◆ What you need to do ◆
Copy out all lines in the data below containing the string "identities".

┌──

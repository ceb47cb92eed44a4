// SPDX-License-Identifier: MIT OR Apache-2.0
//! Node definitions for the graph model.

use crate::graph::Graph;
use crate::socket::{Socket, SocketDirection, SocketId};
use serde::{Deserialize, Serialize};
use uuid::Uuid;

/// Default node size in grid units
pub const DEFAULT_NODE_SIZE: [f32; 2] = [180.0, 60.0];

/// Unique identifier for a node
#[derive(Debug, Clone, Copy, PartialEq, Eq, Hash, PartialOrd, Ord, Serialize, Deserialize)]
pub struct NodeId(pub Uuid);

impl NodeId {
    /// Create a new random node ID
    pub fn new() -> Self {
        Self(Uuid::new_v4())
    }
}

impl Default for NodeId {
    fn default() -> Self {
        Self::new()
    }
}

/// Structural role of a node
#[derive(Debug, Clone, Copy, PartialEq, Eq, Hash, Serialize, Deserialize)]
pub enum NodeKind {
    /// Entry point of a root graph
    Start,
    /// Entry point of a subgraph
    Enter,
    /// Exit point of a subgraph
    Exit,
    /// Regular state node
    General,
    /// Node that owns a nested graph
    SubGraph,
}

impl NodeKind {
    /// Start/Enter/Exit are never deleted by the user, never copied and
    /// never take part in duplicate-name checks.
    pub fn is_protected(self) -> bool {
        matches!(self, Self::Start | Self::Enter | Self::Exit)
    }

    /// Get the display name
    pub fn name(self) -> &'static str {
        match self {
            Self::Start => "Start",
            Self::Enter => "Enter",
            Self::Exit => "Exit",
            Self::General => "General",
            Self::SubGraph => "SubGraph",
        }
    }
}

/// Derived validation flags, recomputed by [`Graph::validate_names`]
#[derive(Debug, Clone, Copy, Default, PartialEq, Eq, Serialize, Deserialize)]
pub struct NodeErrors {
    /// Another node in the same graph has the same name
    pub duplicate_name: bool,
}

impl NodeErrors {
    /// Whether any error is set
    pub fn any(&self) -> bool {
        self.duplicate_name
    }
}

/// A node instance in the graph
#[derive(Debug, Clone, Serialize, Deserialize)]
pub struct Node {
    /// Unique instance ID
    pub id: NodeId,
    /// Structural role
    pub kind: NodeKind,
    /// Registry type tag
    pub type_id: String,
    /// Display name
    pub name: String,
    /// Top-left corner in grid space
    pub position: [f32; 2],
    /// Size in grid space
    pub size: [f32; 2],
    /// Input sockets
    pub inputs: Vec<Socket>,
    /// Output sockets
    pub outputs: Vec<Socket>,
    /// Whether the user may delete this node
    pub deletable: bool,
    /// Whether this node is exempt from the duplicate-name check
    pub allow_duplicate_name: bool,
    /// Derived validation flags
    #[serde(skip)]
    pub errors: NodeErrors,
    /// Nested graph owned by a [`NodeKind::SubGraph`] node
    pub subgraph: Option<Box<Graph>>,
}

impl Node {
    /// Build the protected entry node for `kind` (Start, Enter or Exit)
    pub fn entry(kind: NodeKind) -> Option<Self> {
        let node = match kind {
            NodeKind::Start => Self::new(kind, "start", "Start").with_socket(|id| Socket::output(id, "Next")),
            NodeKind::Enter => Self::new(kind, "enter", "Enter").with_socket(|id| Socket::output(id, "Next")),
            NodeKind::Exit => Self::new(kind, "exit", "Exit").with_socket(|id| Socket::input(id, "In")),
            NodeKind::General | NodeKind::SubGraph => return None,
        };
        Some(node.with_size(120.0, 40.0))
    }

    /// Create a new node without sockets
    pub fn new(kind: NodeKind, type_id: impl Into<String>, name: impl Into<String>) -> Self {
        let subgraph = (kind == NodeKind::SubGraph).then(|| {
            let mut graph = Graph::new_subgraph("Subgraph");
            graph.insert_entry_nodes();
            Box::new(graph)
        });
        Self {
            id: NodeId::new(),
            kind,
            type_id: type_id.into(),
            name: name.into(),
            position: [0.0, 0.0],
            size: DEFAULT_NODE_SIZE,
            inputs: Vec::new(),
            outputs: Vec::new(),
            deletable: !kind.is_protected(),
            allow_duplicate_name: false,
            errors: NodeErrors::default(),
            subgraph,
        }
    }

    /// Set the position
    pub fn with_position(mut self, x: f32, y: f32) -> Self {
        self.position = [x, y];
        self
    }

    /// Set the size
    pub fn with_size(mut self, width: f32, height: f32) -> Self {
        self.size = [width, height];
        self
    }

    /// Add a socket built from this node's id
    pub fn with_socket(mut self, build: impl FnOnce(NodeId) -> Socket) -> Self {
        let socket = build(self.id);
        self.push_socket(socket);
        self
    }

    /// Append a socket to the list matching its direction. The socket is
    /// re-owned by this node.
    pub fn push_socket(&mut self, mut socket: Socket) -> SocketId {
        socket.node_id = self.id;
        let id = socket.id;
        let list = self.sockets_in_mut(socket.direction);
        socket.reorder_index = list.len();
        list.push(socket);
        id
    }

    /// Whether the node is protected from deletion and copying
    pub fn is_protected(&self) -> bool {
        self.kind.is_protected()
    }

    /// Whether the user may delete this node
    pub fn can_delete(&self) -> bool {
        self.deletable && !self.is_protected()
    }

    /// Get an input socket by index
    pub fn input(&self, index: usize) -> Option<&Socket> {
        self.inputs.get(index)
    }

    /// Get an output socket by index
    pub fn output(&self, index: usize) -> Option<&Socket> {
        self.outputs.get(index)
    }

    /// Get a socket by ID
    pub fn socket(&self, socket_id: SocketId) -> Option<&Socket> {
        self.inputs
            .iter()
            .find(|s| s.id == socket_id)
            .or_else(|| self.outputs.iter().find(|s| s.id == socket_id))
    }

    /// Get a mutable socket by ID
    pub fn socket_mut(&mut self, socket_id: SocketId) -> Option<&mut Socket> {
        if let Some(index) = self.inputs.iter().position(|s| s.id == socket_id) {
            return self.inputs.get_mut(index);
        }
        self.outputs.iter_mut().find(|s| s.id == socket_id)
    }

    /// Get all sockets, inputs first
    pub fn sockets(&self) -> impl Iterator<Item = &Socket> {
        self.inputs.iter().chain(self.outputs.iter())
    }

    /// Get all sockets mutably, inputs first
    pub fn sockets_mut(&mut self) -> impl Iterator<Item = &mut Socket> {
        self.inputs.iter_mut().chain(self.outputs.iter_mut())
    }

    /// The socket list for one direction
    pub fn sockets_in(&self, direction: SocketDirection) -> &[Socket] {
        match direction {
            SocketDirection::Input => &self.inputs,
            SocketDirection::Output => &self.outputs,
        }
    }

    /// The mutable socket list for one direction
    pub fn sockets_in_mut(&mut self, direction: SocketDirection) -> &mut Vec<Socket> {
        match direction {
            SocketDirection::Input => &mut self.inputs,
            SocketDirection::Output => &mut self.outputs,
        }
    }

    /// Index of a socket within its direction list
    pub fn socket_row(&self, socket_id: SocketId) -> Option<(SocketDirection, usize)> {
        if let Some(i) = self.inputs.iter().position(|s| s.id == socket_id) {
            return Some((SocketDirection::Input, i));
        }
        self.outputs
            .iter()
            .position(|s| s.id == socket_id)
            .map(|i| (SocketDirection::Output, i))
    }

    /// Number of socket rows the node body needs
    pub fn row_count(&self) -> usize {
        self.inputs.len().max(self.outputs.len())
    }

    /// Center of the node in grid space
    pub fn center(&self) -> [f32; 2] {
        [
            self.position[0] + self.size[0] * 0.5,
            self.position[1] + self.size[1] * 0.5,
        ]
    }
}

└──
┌──

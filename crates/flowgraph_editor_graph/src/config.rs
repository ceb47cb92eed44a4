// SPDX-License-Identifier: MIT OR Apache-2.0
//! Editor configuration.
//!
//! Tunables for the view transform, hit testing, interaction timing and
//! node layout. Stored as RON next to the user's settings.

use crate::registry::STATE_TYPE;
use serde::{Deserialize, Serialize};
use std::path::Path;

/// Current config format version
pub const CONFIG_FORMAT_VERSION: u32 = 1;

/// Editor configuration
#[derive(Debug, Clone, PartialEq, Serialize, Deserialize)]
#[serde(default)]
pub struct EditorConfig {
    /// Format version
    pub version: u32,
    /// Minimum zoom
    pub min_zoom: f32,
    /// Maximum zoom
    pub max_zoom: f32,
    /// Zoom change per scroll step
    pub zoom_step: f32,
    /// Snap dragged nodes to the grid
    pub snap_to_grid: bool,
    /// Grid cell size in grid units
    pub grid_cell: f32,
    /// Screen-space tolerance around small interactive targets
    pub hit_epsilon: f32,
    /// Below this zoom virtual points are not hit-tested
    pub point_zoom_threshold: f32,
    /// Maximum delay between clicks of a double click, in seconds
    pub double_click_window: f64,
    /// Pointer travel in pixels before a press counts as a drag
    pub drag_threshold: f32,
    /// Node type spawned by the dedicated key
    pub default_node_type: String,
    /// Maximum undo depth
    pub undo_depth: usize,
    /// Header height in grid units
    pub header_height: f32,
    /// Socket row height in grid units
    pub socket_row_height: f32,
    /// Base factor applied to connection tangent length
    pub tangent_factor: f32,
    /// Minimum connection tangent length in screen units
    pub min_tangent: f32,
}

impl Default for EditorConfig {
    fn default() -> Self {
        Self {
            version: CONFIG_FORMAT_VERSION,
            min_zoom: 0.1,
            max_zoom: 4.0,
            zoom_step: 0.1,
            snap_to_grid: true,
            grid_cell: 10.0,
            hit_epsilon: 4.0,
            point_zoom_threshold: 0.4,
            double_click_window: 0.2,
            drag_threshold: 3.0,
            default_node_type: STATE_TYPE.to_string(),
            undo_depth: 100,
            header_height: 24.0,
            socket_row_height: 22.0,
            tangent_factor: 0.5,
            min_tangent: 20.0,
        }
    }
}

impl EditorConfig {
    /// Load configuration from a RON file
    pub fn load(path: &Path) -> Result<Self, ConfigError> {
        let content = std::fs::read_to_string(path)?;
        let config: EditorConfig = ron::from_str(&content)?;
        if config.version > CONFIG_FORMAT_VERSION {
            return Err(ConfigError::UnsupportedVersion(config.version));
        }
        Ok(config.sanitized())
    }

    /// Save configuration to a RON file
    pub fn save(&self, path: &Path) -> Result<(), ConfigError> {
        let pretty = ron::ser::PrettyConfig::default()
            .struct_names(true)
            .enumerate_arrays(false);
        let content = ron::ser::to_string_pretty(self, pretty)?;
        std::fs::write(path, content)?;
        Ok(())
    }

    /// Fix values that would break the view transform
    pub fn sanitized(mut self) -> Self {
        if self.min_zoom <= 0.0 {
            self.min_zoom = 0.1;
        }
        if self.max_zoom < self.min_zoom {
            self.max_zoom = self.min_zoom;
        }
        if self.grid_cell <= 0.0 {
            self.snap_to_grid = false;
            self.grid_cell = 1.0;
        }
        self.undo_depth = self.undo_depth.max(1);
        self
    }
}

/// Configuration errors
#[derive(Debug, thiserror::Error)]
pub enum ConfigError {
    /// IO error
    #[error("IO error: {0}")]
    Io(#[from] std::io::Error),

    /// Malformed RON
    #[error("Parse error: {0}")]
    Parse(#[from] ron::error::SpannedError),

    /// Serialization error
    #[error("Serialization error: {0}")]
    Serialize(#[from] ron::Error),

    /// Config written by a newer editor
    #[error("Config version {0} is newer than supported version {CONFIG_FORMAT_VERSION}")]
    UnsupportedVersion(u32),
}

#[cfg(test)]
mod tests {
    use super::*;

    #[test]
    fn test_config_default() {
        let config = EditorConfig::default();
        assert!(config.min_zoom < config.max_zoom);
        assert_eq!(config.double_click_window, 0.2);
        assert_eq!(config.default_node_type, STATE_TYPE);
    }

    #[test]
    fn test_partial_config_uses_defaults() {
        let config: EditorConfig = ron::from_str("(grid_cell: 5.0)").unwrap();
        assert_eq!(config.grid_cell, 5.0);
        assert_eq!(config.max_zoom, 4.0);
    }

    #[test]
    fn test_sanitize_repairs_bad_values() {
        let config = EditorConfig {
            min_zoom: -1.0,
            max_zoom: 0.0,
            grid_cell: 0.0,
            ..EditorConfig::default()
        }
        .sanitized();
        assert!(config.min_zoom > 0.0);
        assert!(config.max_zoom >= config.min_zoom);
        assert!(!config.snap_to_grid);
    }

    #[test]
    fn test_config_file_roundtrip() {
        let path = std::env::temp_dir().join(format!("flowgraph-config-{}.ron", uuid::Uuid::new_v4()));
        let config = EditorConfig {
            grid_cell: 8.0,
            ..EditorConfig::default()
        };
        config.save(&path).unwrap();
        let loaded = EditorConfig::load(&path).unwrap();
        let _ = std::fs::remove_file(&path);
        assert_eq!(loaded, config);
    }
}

└──
┌──

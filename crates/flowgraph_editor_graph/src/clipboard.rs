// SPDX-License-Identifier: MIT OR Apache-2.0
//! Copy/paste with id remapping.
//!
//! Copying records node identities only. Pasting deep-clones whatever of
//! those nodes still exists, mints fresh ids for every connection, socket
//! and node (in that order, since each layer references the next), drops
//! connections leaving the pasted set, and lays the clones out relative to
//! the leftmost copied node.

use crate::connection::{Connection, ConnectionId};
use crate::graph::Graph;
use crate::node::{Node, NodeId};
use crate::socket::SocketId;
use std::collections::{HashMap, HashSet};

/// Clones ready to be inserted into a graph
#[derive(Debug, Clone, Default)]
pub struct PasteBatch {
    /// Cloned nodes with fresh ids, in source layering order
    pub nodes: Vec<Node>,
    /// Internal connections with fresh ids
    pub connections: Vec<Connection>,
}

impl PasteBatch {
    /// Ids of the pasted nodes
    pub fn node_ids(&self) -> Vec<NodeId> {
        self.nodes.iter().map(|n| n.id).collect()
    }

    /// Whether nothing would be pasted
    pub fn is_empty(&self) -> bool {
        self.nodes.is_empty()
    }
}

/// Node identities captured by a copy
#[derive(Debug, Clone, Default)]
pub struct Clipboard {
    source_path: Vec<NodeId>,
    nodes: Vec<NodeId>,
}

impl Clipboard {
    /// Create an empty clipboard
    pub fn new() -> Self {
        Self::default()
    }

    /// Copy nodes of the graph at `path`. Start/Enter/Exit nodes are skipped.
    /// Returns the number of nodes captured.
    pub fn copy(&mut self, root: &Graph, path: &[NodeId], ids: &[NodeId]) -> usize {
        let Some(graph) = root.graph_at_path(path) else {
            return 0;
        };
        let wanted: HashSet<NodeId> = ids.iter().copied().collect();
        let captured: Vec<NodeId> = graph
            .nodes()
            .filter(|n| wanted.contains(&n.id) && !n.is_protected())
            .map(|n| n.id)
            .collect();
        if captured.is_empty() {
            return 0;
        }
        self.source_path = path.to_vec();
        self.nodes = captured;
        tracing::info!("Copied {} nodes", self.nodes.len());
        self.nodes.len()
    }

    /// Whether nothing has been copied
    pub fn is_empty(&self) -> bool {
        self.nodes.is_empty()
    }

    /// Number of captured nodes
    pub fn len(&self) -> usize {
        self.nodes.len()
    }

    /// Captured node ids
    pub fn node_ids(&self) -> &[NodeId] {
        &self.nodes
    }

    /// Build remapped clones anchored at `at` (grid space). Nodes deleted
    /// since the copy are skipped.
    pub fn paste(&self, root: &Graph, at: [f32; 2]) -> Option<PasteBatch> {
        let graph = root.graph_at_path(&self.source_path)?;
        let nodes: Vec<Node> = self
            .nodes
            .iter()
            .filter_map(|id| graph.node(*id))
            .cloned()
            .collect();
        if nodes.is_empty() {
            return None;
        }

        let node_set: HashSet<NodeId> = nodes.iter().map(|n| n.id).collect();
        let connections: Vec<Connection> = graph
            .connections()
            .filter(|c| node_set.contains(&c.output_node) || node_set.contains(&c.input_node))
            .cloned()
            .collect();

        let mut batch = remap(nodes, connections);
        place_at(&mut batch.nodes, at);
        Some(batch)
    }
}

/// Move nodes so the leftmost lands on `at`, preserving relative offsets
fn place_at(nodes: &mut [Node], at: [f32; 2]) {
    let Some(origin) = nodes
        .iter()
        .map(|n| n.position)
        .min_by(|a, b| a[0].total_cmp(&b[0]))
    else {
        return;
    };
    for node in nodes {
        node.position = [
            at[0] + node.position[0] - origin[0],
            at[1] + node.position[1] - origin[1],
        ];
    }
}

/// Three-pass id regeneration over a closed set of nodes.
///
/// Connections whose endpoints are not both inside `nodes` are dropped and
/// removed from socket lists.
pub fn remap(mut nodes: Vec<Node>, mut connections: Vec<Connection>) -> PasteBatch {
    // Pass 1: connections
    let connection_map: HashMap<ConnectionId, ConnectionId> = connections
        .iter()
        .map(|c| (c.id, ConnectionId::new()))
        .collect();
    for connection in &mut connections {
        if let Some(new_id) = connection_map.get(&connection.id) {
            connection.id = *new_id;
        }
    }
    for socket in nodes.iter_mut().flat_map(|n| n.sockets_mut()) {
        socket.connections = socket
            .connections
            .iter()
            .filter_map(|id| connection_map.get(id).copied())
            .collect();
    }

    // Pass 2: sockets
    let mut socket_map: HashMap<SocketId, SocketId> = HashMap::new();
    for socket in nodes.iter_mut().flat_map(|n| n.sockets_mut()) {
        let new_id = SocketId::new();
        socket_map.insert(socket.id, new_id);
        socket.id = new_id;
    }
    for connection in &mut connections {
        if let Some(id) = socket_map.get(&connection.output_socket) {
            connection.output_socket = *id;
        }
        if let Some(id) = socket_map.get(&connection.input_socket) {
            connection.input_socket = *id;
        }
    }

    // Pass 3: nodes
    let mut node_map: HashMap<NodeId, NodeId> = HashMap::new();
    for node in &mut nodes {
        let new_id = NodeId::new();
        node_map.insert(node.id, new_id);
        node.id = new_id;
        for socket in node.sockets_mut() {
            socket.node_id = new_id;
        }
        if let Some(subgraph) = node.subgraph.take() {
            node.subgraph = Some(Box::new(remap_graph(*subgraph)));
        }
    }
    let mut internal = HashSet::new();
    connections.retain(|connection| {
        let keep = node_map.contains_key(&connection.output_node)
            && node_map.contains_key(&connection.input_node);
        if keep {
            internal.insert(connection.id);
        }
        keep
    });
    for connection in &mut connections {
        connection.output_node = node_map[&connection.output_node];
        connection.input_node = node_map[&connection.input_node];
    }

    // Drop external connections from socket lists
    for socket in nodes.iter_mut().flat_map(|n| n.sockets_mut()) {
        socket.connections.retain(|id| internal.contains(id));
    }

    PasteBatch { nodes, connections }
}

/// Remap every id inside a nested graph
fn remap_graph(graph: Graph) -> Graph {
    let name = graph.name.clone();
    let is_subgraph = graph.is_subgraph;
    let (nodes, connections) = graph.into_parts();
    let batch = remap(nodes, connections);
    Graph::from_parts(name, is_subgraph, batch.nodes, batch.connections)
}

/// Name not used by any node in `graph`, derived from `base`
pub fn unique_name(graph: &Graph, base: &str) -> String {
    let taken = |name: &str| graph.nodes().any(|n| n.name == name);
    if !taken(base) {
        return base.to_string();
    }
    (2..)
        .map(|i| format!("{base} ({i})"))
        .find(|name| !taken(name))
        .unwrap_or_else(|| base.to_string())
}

└──

◆ Solution to this task ◆
//! Copying records node identities only. Pasting deep-clones whatever of
/// Node identities captured by a copy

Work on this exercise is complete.